━━ INPUT DATA
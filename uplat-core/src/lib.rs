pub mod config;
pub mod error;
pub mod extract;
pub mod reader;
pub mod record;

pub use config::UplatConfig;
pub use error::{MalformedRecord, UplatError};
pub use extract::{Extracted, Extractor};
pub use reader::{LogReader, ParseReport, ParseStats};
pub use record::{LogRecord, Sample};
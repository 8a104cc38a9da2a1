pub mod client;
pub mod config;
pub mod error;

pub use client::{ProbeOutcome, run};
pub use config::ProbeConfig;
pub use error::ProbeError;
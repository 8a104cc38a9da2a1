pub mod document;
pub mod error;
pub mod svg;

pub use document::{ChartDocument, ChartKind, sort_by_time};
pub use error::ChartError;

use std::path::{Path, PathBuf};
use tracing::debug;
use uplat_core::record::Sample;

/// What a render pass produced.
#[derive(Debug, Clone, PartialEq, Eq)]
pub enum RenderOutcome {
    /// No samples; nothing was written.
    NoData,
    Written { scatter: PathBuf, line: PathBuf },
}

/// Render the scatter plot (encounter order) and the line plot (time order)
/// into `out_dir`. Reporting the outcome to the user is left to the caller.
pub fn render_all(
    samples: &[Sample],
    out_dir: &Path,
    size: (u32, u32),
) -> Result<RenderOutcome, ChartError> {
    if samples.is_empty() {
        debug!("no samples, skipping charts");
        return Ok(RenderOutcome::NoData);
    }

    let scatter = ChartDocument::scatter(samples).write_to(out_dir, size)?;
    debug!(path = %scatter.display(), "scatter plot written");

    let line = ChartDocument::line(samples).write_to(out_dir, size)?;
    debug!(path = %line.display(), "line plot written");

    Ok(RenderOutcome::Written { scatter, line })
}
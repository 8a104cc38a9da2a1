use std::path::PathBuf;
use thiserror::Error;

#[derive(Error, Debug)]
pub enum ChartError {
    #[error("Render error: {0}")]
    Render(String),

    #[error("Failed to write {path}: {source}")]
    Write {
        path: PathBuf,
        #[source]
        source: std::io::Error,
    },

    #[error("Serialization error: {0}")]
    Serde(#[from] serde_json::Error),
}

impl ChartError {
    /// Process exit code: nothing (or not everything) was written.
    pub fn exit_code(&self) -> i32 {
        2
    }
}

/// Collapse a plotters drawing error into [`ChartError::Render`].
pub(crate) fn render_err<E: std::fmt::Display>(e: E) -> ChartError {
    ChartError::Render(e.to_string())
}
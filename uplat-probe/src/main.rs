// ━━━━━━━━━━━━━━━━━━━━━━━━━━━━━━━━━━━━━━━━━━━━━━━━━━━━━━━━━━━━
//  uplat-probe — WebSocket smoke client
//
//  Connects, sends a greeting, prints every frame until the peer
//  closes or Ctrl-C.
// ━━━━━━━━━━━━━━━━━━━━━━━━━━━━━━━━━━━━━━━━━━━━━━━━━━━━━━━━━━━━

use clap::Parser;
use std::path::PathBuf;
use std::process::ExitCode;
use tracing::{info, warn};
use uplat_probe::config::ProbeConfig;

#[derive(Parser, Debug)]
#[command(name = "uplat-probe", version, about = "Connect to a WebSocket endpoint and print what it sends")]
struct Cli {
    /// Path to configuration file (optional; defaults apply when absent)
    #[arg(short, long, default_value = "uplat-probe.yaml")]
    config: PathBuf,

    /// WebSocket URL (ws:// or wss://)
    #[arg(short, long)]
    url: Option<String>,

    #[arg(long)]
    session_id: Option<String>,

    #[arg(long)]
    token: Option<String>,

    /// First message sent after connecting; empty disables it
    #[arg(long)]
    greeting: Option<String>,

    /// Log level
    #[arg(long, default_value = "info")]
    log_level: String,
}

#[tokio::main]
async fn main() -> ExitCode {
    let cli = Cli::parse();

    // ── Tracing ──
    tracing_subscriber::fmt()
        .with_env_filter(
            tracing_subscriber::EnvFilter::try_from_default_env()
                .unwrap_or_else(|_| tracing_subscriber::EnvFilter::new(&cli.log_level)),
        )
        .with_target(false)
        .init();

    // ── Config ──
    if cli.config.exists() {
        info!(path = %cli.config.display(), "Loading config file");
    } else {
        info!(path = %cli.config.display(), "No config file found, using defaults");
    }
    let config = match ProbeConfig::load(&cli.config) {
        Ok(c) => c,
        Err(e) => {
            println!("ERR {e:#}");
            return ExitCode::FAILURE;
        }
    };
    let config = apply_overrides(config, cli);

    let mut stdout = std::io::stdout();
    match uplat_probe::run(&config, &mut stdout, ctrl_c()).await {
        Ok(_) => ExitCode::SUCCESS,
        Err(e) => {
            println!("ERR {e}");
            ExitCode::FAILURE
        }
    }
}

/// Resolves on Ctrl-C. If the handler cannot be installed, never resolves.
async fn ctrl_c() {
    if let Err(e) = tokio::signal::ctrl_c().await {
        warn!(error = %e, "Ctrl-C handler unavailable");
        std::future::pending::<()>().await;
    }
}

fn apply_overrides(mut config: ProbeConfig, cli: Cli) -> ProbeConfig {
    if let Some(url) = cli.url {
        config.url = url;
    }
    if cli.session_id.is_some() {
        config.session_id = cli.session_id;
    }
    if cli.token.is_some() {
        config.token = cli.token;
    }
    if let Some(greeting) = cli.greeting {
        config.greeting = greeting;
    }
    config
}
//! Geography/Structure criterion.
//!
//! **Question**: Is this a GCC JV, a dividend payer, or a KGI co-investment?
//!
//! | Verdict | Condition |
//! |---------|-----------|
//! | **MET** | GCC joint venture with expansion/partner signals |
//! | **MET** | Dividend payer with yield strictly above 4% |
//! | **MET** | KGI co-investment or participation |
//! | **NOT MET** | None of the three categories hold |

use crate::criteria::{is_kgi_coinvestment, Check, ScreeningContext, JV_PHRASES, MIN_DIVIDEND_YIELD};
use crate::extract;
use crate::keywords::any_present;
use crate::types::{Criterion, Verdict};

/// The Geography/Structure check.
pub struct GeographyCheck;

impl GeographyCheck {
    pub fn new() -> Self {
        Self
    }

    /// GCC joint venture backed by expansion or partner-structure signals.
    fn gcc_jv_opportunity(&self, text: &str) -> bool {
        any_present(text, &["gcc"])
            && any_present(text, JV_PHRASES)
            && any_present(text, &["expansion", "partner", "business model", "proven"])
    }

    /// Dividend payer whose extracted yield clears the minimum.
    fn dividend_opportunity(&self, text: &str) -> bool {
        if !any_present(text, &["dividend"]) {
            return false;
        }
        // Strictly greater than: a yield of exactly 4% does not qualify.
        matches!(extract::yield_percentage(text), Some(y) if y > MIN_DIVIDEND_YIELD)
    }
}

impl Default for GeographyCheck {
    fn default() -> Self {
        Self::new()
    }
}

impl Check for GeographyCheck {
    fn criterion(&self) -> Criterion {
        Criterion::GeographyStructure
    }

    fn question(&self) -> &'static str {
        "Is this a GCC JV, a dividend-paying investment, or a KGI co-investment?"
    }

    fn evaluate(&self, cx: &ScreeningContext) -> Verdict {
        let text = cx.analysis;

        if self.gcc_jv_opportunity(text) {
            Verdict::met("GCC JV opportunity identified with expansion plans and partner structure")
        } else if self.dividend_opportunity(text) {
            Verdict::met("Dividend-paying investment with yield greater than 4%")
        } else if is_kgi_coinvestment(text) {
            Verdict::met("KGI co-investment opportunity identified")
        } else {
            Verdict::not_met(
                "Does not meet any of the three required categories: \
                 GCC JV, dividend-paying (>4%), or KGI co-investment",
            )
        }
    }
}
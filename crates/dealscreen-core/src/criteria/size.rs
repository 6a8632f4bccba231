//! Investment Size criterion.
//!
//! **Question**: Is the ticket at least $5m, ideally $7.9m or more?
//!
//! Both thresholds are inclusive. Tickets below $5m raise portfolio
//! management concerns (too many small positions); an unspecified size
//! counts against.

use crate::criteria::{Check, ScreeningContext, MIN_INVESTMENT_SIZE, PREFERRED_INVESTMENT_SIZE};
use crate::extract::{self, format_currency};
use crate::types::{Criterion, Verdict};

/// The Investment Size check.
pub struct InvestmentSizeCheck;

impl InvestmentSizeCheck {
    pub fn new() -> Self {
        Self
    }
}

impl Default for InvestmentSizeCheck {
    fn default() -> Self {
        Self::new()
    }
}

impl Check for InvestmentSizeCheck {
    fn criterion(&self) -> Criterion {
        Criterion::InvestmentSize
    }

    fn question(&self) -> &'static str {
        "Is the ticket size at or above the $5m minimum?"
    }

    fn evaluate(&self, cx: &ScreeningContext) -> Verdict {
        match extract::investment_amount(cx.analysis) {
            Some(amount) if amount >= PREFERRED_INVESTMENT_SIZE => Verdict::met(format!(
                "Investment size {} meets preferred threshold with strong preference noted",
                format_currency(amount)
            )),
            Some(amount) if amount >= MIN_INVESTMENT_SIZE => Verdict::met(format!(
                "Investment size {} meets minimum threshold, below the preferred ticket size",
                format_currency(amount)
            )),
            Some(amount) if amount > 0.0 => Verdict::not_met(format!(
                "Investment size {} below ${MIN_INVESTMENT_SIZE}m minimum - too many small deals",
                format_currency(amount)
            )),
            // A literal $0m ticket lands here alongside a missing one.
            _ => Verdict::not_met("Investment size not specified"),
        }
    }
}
━━━━
[INSTRUCTIONS TO FOLLOW]
Only lines with the word "GeographyCheck" go in the answer. Take them all from the entries above.

[ANSWER]
pub struct GeographyCheck;
impl GeographyCheck {
impl Default for GeographyCheck {
impl Check for GeographyCheck {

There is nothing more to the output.